Flotsam's flashlight seemed to better illuminate the Indian, who stood staring up white-eyed at the starless smog-shrouded sky, his back to the graffiti-painted wall of a two-story commercial building owned by Iranians, leased by Vietnamese. The Indian may have chosen the red dress because it matched his flip-flops. The gold dress lay crumpled on the asphalt by his dirt-encrusted feet, along with the cut-offs he'd been wearing when he'd done the smash-and-grab.

So far, the Indian hadn't threatened them in any way. He just stood like a statue, his breathing shallow, the bayonet held down against his bare left thigh, which was fully exposed. He'd sliced the slit in the red dress clear up to his flank, either for more freedom of movement or to look more provocative.
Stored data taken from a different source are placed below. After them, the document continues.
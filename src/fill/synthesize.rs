//! Value synthesis for a single parameter.
//!
//! Maps a parameter's type classification and the policy's value mode to
//! an expression.  Builtin types get literals (empty or dummy), function
//! types get lambda literals, enums their first constant, objects a
//! reference, and other concrete classes a nested constructor call whose
//! own arguments are planned recursively.  Anything that cannot be
//! synthesized becomes a placeholder (`None`) for the user to fill in.

use crate::fill::dummy::{ValueCorpus, escape_string_literal};
use crate::fill::{filter, plan};
use crate::types::{
    CallCandidate, FillPolicy, Modality, Origin, ParameterDescriptor, TypeClass, TypeRef,
    ValueExpr, ValueMode,
};

/// Constructor lookup for nested construction.
pub trait TypeLookup {
    /// All constructors of the given class, in declaration order.
    fn constructors(&self, type_ref: &TypeRef) -> Vec<CallCandidate>;

    /// Top-level classes declared in `package`.
    fn package_classes(&self, package: &str) -> Vec<TypeRef> {
        let _ = package;
        Vec::new()
    }
}

/// Bounds nested construction.
///
/// A type that is already being expanded further up the current path, or
/// an expansion deeper than `max_depth`, is not constructed again.
#[derive(Debug, Clone)]
pub struct RecursionGuard {
    path: Vec<String>,
    max_depth: usize,
}

impl RecursionGuard {
    pub fn new(max_depth: usize) -> Self {
        Self {
            path: Vec::new(),
            max_depth,
        }
    }

    pub fn depth(&self) -> usize {
        self.path.len()
    }

    fn enter(&mut self, type_ref: &TypeRef) -> bool {
        let name = type_ref.qualified_name();
        if self.path.len() >= self.max_depth || self.path.contains(&name) {
            return false;
        }
        self.path.push(name);
        true
    }

    fn leave(&mut self) {
        self.path.pop();
    }
}

pub struct Synthesizer<'a> {
    policy: &'a FillPolicy,
    lookup: &'a dyn TypeLookup,
    corpus: &'a mut dyn ValueCorpus,
}

impl<'a> Synthesizer<'a> {
    pub fn new(
        policy: &'a FillPolicy,
        lookup: &'a dyn TypeLookup,
        corpus: &'a mut dyn ValueCorpus,
    ) -> Self {
        Self {
            policy,
            lookup,
            corpus,
        }
    }

    pub fn policy(&self) -> &FillPolicy {
        self.policy
    }

    /// Synthesize a value for `parameter`; `None` means "emit `name =`".
    pub fn synthesize(
        &mut self,
        parameter: &ParameterDescriptor,
        guard: &mut RecursionGuard,
    ) -> Option<ValueExpr> {
        if self.policy.suppress_explicit_value_placeholders {
            return None;
        }
        if self.policy.value_mode == ValueMode::SameNameAsParameter {
            return Some(ValueExpr::Literal(parameter.name.clone()));
        }
        if let Some(value) = self.builtin_value(parameter) {
            return Some(value);
        }

        match &parameter.type_class {
            TypeClass::Object(type_ref) => Some(ValueExpr::Reference {
                type_ref: type_ref.clone(),
                member: None,
            }),
            TypeClass::UserClass(type_ref) if parameter.modality == Modality::Concrete => {
                self.construct(type_ref, guard)
            }
            _ => None,
        }
    }

    /// The decision table for types with a literal representation.
    fn builtin_value(&mut self, parameter: &ParameterDescriptor) -> Option<ValueExpr> {
        let dummy = self.policy.value_mode == ValueMode::DummyValues;
        let non_null = !parameter.is_nullable;
        let literal = |text: &str| Some(ValueExpr::Literal(text.to_string()));

        match &parameter.type_class {
            TypeClass::Boolean if non_null => literal("false"),
            TypeClass::Char if non_null => {
                if dummy {
                    literal(&format!("'{}'", self.corpus.uppercase_letter()))
                } else {
                    literal("''")
                }
            }
            TypeClass::Double if non_null => {
                if dummy {
                    let (whole, fraction) = (self.corpus.next_number(), self.corpus.next_number());
                    literal(&format!("{}.{}", whole, fraction))
                } else {
                    literal("0.0")
                }
            }
            TypeClass::Float if non_null => {
                if dummy {
                    let (whole, fraction) = (self.corpus.next_number(), self.corpus.next_number());
                    literal(&format!("{}.{}f", whole, fraction))
                } else {
                    literal("0.0f")
                }
            }
            TypeClass::Integral if non_null => {
                if dummy {
                    literal(&self.corpus.int_for(&parameter.name).to_string())
                } else {
                    literal("0")
                }
            }
            TypeClass::ArrayLike => literal("arrayOf()"),
            TypeClass::NullableAny => literal("null"),
            TypeClass::CharSequence if non_null => {
                if dummy {
                    let text = self.corpus.string_for(&parameter.name);
                    literal(&format!("\"{}\"", escape_string_literal(&text)))
                } else {
                    literal("\"\"")
                }
            }
            TypeClass::List => literal("listOf()"),
            TypeClass::Set => literal("setOf()"),
            TypeClass::Map => literal("mapOf()"),
            TypeClass::Function { parameters } => Some(lambda_literal(parameters)),
            TypeClass::Enum {
                type_ref,
                first_constant: Some(constant),
            } => Some(ValueExpr::Reference {
                type_ref: type_ref.clone(),
                member: Some(constant.clone()),
            }),
            _ if parameter.is_nullable => literal("null"),
            _ => None,
        }
    }

    fn construct(&mut self, type_ref: &TypeRef, guard: &mut RecursionGuard) -> Option<ValueExpr> {
        let mut constructors: Vec<CallCandidate> = self
            .lookup
            .constructors(type_ref)
            .into_iter()
            .filter(|c| c.origin == Origin::Kotlin)
            .collect();
        constructors.sort_by_key(|c| !c.is_primary);
        let constructor = constructors.into_iter().next()?;

        if !guard.enter(type_ref) {
            tracing::debug!(
                "not expanding {} at depth {}",
                type_ref.qualified_name(),
                guard.depth()
            );
            return None;
        }
        let eligible = filter::eligible_parameters(&constructor, &[], self.policy, false);
        let arguments = plan::build_plan(&eligible, self, guard);
        guard.leave();

        Some(ValueExpr::Construct {
            type_ref: type_ref.clone().nullable(false),
            arguments,
        })
    }
}

/// `{}` for arity 0 and 1, otherwise `{ a: A, b: B -> }`.
fn lambda_literal(parameters: &[TypeRef]) -> ValueExpr {
    if parameters.len() < 2 {
        return ValueExpr::Lambda {
            parameters: Vec::new(),
        };
    }
    let mut taken: Vec<String> = Vec::new();
    let named = parameters
        .iter()
        .map(|ty| {
            let name = suggest_name(ty, &taken);
            taken.push(name.clone());
            (name, ty.clone())
        })
        .collect();
    ValueExpr::Lambda { parameters: named }
}

const KEYWORDS: &[&str] = &[
    "as", "break", "class", "continue", "do", "else", "false", "for", "fun", "if", "in",
    "interface", "is", "null", "object", "package", "return", "super", "this", "throw", "true",
    "try", "typealias", "typeof", "val", "var", "when", "while",
];

/// Suggest a lambda parameter name from its type, avoiding `taken`.
///
/// Builtin types get a single letter (`Int` -> `i`), other types their
/// decapitalized name (`UserName` -> `userName`).  Collisions get a
/// numeric suffix.
pub fn suggest_name(type_ref: &TypeRef, taken: &[String]) -> String {
    let simple = type_ref.simple_name();
    let base = if type_ref.package == "kotlin" {
        simple
            .chars()
            .next()
            .map(|c| c.to_ascii_lowercase().to_string())
            .unwrap_or_else(|| "param".to_string())
    } else {
        decapitalize(simple)
    };
    let base = if base.is_empty() || KEYWORDS.contains(&base.as_str()) {
        "param".to_string()
    } else {
        base
    };

    if !taken.contains(&base) {
        return base;
    }
    (1..)
        .map(|n| format!("{}{}", base, n))
        .find(|candidate| !taken.contains(candidate))
        .unwrap_or(base)
}

fn decapitalize(name: &str) -> String {
    // `URL` -> `url`, `URLParser` -> `urlParser`, `User` -> `user`
    let chars: Vec<char> = name.chars().collect();
    let upper_run = chars.iter().take_while(|c| c.is_uppercase()).count();
    let lower_until = match upper_run {
        0 => 0,
        n if n == chars.len() => n,
        1 => 1,
        n => n - 1,
    };
    chars
        .iter()
        .enumerate()
        .map(|(i, c)| {
            if i < lower_until {
                c.to_ascii_lowercase()
            } else {
                *c
            }
        })
        .collect()
}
"Dude," Flotsam said to the Indian, holding his Glock nine in the flashlight beam so the Indian could observe that it was pointed right at him, "I can see that you're spun out on something. My guess is you been doing crystal meth, right? And maybe you just wanted an audition at Paramount and didn't have any nice dresses to wear to it. I can sympathize with that too. I'm willing to blame it on Oscar de la Renta or whoever made the fucking things so alluring. But you're gonna have to drop that long knife now or pretty soon they're gonna be drawing you in chalk on this alley."

Jetsam, whose nine was also pointed at the ponytailed Indian, whispered to his partner, "Why do you keep saying long knife to this zombie instead of bayonet?"

"He's an Indian," Flotsam whispered back. "They always say long knife in the movies."

"That refers to us white men!" Jetsam said. "We're the fucking long knives!"

"Whatever," said Flotsam. "Where's our backup, anyhow? They coulda got here on skateboards by now."

When Flotsam reached tentatively for the pepper-spray canister on his belt, Jetsam said, "Uncool, bro. Liquid Jesus ain't gonna work on a meth-monster. It only works on cops. Which you proved the time you hit me with act-right spray instead of the 'roided-up primate I was doing a death dance with."

"You still aggro over that?" Flotsam said, remembering how Jetsam had writhed in pain after getting the blast of OC spray full in the face while they and four other cops swarmed the hallucinating body-builder who was paranoid from mixing recreational drugs with steroids. "Shit happens, dude. You can hold a grudge longer than my ex-wife."